Dr Sarah Walsh, Consultant Dermatologist at King’s Hospital, London, in her presentation on rashes caused by antibiotics, examined the early signs and presenting symptoms as they might appear in the GP surgery of the rarer and more severe antibiotic-induced skin disorders.
She described a drug allergy as a harmful immunological reaction caused by a medicine and stressed the importance of documenting the name of an affecting drug, symptoms caused, date of reaction and severity. The definition of a drug allergy is often very different among patients, and there are “misunderstandings” on what defines a true drug allergy, she said. Dr Walsh noted the challenge in causality assessment and outlined some helpful drug reaction assessment tools.
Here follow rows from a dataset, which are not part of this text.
use std::fmt;
use std::str::FromStr;

use base64::{engine::general_purpose::STANDARD, Engine};
use bytes::Bytes;
use chrono::{DateTime, Utc};
use serde::{Deserialize, Serialize};

use crate::error::ExplicaError;

/// Raw image bytes plus MIME type, captured once per upload.
#[derive(Debug, Clone, PartialEq, Eq)]
pub struct ImagePayload {
    bytes: Bytes,
    mime_type: String,
}

impl ImagePayload {
    /// Accepts only non-empty `image/*` payloads.
    pub fn new(bytes: impl Into<Bytes>, mime_type: impl Into<String>) -> Result<Self, ExplicaError> {
        let bytes = bytes.into();
        let mime_type = mime_type.into();
        if bytes.is_empty() {
            return Err(ExplicaError::MissingInput("Nenhuma imagem fornecida".into()));
        }
        if !mime_type.starts_with("image/") {
            return Err(ExplicaError::MissingInput(format!(
                "Arquivo não é uma imagem ({mime_type})"
            )));
        }
        Ok(Self { bytes, mime_type })
    }

    pub fn bytes(&self) -> &Bytes {
        &self.bytes
    }

    pub fn mime_type(&self) -> &str {
        &self.mime_type
    }

    pub fn len(&self) -> usize {
        self.bytes.len()
    }

    pub fn is_empty(&self) -> bool {
        self.bytes.is_empty()
    }

    pub fn to_base64(&self) -> String {
        STANDARD.encode(&self.bytes)
    }
}

/// Expected verbosity of each section of the analysis.
#[derive(Debug, Clone, Copy, Default, PartialEq, Eq, Hash, Serialize, Deserialize)]
#[serde(rename_all = "lowercase")]
pub enum DetailLevel {
    Short,
    #[default]
    Standard,
    Detailed,
}

impl DetailLevel {
    pub const ALL: [DetailLevel; 3] = [Self::Short, Self::Standard, Self::Detailed];

    pub fn as_str(&self) -> &'static str {
        match self {
            Self::Short => "short",
            Self::Standard => "standard",
            Self::Detailed => "detailed",
        }
    }

    /// Label shown next to the selector.
    pub fn label(&self) -> &'static str {
        match self {
            Self::Short => "Curto",
            Self::Standard => "Padrão",
            Self::Detailed => "Detalhado",
        }
    }
}

impl fmt::Display for DetailLevel {
    fn fmt(&self, f: &mut fmt::Formatter<'_>) -> fmt::Result {
        f.write_str(self.as_str())
    }
}

impl FromStr for DetailLevel {
    type Err = String;

    fn from_str(s: &str) -> Result<Self, Self::Err> {
        match s.trim().to_ascii_lowercase().as_str() {
            "short" => Ok(Self::Short),
            "standard" => Ok(Self::Standard),
            "detailed" => Ok(Self::Detailed),
            other => Err(format!("unknown detail level: {other}")),
        }
    }
}

/// A translation target offered to the user.
#[derive(Debug, Clone, Copy, PartialEq, Eq)]
pub struct Language {
    pub code: &'static str,
    pub label: &'static str,
}

pub const SUPPORTED_LANGUAGES: &[Language] = &[
    Language { code: "pt", label: "Português" },
    Language { code: "en", label: "English" },
    Language { code: "es", label: "Español" },
    Language { code: "fr", label: "Français" },
    Language { code: "de", label: "Deutsch" },
];

/// Display name for a language code, if it is one of the known targets.
pub fn language_label(code: &str) -> Option<&'static str> {
    SUPPORTED_LANGUAGES
        .iter()
        .find(|lang| lang.code.eq_ignore_ascii_case(code))
        .map(|lang| lang.label)
}

/// One request/response exchange that produced or updated the analysis.
#[derive(Debug, Clone, PartialEq, Serialize, Deserialize)]
pub struct AnalysisTurn {
    pub request_context: Option<String>,
    pub previous_analysis: Option<String>,
    pub result_text: String,
    /// Empty when the response carried no parsable Context section.
    pub quick_summary: String,
    pub detail_level: DetailLevel,
    pub completed_at: DateTime<Utc>,
}

impl AnalysisTurn {
    pub fn has_summary(&self) -> bool {
        !self.quick_summary.is_empty()
    }

    pub fn is_follow_up(&self) -> bool {
        self.previous_analysis.is_some()
    }
}

/// Translated copy of one turn's text and summary.
#[derive(Debug, Clone, PartialEq, Eq, Serialize, Deserialize)]
pub struct TranslationEntry {
    pub translated_result: String,
    /// `None` when there was no summary or its translation failed.
    pub translated_summary: Option<String>,
}

#[cfg(test)]
mod tests {
    use super::*;

    #[test]
    fn rejects_empty_and_non_image_payloads() {
        assert!(matches!(
            ImagePayload::new(Vec::new(), "image/png"),
            Err(ExplicaError::MissingInput(_))
        ));
        assert!(matches!(
            ImagePayload::new(vec![1, 2, 3], "application/pdf"),
            Err(ExplicaError::MissingInput(_))
        ));
    }

    #[test]
    fn encodes_payload_as_base64() {
        let image = ImagePayload::new(b"abc".to_vec(), "image/png").unwrap();
        assert_eq!(image.to_base64(), "YWJj");
        assert_eq!(image.mime_type(), "image/png");
    }

    #[test]
    fn detail_level_defaults_to_standard() {
        assert_eq!(DetailLevel::default(), DetailLevel::Standard);
        assert_eq!("Detailed".parse::<DetailLevel>(), Ok(DetailLevel::Detailed));
        assert!("verbose".parse::<DetailLevel>().is_err());
        assert_eq!(serde_json::to_string(&DetailLevel::Short).unwrap(), "\"short\"");
    }

    #[test]
    fn knows_language_labels() {
        assert_eq!(language_label("fr"), Some("Français"));
        assert_eq!(language_label("it"), None);
    }
}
On the topic of penicillin allergy, Dr Walsh said that 10 per cent of the population believe themselves to be penicillin-allergic, while 90 per cent of these individuals will not have a true beta-lactum allergy to penicillin.
One study, Dr Walsh revealed, has shown that if a patient has had a recent drug allergic reaction that was severe, and they can remember the name of the drug, they most likely have a true drug allergy.
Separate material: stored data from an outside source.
//! Main HTTP Gateway Server.

use std::net::SocketAddr;
use std::sync::Arc;

use anyhow::Result;
use axum::{
    extract::DefaultBodyLimit,
    http::{
        header::{AUTHORIZATION, CONTENT_TYPE},
        HeaderName, Method,
    },
    routing::{get, post},
    Json, Router,
};
use serde_json::{json, Value};
use tokio::net::TcpListener;
use tower_http::cors::{Any, CorsLayer};
use tower_http::trace::TraceLayer;
use tracing::{info, instrument, warn};

use explica_core::LlmProvider;
use explica_understanding::{ImageAnalyzer, Translator};

use crate::functions;

/// Largest accepted request body. Images travel base64-encoded inside the
/// JSON body, so a camera photo takes several megabytes.
pub const DEFAULT_MAX_BODY_BYTES: usize = 20 * 1024 * 1024;

/// Application state shared across routes.
///
/// Both services are absent when the server has no AI gateway credentials;
/// the functions then answer 500 "server configuration incomplete".
#[derive(Clone)]
pub struct GatewayState {
    pub analyzer: Option<Arc<ImageAnalyzer>>,
    pub translator: Option<Arc<Translator>>,
    pub max_body_bytes: usize,
}

impl Default for GatewayState {
    fn default() -> Self {
        Self {
            analyzer: None,
            translator: None,
            max_body_bytes: DEFAULT_MAX_BODY_BYTES,
        }
    }
}

impl GatewayState {
    pub fn new(provider: Arc<dyn LlmProvider>, model: &str) -> Self {
        Self {
            analyzer: Some(Arc::new(ImageAnalyzer::new(provider.clone(), model))),
            translator: Some(Arc::new(Translator::new(provider, model))),
            max_body_bytes: DEFAULT_MAX_BODY_BYTES,
        }
    }

    pub fn with_max_body_bytes(mut self, max_body_bytes: usize) -> Self {
        self.max_body_bytes = max_body_bytes;
        self
    }

    pub fn unconfigured() -> Self {
        warn!("Starting without AI gateway credentials; functions will fail");
        Self::default()
    }
}

/// Browsers call the functions directly, so any origin is allowed.
fn cors_layer() -> CorsLayer {
    CorsLayer::new()
        .allow_origin(Any)
        .allow_methods([Method::GET, Method::POST, Method::OPTIONS])
        .allow_headers([
            AUTHORIZATION,
            CONTENT_TYPE,
            HeaderName::from_static("x-client-info"),
            HeaderName::from_static("apikey"),
        ])
}

async fn health() -> Json<Value> {
    Json(json!({
        "status": "ok",
        "service": "explica-gateway",
        "version": env!("CARGO_PKG_VERSION"),
    }))
}

/// Build the router with both functions, the health check and CORS.
pub fn build_router(state: GatewayState) -> Router {
    let body_limit = DefaultBodyLimit::max(state.max_body_bytes);
    Router::new()
        .route(
            "/functions/v1/analyze-image",
            post(functions::analyze_image).options(functions::preflight),
        )
        .route(
            "/functions/v1/translate",
            post(functions::translate).options(functions::preflight),
        )
        .route("/api/health", get(health))
        .layer(body_limit)
        .layer(cors_layer())
        .layer(TraceLayer::new_for_http())
        .with_state(state)
}

/// Starts the HTTP server for the backend functions.
#[instrument(skip(state))]
pub async fn start_server(addr: SocketAddr, state: GatewayState) -> Result<()> {
    let app = build_router(state);

    info!("Gateway HTTP server listening on {}", addr);
    let listener = TcpListener::bind(&addr).await?;
    axum::serve(listener, app).await?;

    Ok(())
}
In contrast, the presence of drug allergy is less likely in a patient who cannot remember the name of the drug they reacted to, and the reaction to the drug was mild.
Dr Walsh referenced the 2017 NICE Guidelines on the diagnosis and management of drug allergies and noted three occasions when GPs should refer a case to secondary care, namely anaphylaxis, severe drug reaction, and beta-lactam allergy, where a patient needs treatment for a condition that can only be treated with penicillin.